--- Input for this task Enclosed Below ---

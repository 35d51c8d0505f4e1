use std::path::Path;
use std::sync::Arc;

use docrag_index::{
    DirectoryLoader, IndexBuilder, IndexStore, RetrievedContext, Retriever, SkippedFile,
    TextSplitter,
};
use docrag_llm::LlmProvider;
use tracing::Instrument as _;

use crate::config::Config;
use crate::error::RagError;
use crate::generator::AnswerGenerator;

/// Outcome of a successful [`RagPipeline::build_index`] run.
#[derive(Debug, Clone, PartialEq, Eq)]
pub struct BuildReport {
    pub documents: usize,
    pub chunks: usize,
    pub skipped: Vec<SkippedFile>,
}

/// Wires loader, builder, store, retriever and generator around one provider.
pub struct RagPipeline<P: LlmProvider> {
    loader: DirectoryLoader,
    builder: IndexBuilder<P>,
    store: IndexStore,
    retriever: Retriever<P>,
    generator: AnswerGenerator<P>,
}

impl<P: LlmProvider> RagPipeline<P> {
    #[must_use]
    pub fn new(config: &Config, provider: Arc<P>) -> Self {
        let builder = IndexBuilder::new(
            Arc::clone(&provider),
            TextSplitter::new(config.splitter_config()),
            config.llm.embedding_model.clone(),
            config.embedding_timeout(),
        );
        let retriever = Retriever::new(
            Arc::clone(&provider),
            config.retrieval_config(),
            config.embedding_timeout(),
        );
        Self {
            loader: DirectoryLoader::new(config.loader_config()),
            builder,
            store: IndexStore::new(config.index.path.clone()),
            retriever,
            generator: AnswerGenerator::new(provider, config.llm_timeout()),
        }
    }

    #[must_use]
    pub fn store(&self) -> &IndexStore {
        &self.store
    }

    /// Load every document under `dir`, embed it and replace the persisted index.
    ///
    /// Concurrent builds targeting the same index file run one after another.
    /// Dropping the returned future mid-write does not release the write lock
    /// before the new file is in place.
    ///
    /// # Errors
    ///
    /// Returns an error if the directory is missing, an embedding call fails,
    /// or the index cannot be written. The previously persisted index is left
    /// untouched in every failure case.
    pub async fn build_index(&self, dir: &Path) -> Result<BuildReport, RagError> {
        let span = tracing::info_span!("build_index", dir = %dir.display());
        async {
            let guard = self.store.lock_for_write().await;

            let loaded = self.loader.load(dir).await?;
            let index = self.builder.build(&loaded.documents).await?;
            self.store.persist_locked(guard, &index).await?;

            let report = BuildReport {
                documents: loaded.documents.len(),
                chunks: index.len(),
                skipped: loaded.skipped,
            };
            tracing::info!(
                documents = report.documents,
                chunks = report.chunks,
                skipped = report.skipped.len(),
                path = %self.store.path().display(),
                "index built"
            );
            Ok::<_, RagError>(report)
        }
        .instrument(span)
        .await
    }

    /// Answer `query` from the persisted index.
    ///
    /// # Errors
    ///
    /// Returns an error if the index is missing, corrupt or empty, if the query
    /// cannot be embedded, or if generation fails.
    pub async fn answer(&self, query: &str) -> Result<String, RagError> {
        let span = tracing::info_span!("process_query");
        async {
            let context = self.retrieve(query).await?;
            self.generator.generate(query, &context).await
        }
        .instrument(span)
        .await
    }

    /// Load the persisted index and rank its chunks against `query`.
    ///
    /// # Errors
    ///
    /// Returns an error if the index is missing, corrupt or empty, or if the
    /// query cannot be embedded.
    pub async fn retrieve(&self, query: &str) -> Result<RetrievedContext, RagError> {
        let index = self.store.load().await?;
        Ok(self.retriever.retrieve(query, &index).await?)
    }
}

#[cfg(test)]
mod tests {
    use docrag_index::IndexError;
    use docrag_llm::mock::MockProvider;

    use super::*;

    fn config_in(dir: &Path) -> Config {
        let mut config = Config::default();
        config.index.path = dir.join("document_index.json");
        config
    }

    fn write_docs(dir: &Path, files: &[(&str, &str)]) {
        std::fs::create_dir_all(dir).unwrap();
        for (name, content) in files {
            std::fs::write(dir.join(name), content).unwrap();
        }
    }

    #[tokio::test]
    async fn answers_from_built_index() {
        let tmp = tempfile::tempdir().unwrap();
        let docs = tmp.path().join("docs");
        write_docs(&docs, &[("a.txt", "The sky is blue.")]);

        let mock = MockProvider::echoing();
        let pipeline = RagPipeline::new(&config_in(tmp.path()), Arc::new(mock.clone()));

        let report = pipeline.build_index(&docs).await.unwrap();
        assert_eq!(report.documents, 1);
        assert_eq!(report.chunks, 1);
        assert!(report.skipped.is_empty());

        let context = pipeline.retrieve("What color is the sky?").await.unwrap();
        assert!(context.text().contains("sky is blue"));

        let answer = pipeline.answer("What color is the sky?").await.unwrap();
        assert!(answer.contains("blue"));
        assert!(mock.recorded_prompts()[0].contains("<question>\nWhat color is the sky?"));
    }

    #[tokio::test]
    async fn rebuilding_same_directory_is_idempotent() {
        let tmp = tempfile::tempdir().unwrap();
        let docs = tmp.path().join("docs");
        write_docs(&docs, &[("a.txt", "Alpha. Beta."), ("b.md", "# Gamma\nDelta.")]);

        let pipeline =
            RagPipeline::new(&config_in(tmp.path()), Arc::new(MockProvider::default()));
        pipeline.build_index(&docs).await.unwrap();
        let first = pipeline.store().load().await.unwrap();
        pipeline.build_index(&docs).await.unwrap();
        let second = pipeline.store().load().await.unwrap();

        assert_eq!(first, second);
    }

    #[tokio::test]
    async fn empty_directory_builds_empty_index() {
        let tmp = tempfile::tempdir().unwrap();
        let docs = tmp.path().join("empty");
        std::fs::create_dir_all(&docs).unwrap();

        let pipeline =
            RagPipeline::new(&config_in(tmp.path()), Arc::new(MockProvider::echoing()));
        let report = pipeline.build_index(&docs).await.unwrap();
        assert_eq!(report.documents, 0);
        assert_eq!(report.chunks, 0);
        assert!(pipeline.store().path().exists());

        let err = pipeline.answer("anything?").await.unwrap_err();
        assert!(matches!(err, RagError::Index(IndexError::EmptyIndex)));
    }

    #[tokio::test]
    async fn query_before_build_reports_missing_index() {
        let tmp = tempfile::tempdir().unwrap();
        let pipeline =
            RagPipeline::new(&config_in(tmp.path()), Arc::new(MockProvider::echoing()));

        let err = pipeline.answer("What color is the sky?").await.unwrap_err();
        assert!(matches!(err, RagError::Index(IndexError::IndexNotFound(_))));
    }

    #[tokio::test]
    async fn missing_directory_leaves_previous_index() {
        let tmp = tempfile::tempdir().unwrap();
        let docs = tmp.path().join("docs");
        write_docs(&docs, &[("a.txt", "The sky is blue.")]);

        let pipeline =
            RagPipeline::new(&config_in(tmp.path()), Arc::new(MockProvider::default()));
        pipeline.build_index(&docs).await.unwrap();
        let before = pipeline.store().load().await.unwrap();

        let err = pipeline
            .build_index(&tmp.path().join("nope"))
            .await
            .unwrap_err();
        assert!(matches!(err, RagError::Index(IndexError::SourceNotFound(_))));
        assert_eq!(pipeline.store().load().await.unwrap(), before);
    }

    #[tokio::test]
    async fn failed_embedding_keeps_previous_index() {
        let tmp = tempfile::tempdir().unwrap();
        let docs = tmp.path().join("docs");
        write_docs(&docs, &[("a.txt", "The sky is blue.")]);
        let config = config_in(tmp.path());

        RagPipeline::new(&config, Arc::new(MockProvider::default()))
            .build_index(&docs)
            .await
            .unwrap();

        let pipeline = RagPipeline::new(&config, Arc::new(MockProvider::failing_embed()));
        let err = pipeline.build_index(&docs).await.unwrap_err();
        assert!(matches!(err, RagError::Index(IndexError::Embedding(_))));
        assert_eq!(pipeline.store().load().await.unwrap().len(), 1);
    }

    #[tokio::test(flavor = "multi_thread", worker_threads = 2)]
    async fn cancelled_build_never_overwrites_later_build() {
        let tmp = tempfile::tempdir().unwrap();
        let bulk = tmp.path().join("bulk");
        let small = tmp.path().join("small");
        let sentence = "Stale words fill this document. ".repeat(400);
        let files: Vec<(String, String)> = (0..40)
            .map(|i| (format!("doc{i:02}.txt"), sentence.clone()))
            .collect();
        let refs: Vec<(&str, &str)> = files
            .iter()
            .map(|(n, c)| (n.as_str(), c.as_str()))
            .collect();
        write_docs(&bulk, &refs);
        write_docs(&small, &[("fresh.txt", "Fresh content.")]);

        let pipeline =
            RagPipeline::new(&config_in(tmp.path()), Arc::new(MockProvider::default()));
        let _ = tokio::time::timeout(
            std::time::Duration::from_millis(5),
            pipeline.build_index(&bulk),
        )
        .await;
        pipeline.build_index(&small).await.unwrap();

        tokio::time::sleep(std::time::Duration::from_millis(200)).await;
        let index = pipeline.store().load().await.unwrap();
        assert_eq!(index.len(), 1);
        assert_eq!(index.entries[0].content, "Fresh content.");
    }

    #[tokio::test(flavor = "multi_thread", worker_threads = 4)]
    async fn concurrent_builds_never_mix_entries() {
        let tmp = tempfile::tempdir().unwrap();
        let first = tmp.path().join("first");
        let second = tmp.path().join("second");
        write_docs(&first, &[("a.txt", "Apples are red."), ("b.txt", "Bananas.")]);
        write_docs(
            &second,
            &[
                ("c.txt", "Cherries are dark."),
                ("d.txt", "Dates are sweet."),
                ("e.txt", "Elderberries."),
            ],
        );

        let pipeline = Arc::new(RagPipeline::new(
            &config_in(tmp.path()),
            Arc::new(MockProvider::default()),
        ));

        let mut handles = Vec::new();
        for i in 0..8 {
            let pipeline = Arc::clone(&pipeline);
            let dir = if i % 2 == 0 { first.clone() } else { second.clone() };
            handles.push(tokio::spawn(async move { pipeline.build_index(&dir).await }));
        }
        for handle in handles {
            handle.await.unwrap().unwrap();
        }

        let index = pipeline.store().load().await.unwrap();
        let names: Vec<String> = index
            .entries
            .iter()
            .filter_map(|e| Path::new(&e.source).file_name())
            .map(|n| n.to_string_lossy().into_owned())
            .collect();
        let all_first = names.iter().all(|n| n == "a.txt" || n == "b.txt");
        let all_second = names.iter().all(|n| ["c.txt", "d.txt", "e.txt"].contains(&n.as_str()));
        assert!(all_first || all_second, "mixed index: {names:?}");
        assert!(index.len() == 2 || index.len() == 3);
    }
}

--- End of Enclosed Input for this task ---

▶ _What you have to do_
Sift the material for lines that include the word "files", and copy each one.

▶ _Result of the task_
    fn write_docs(dir: &Path, files: &[(&str, &str)]) {
        for (name, content) in files {
        let files: Vec<(String, String)> = (0..40)
        let refs: Vec<(&str, &str)> = files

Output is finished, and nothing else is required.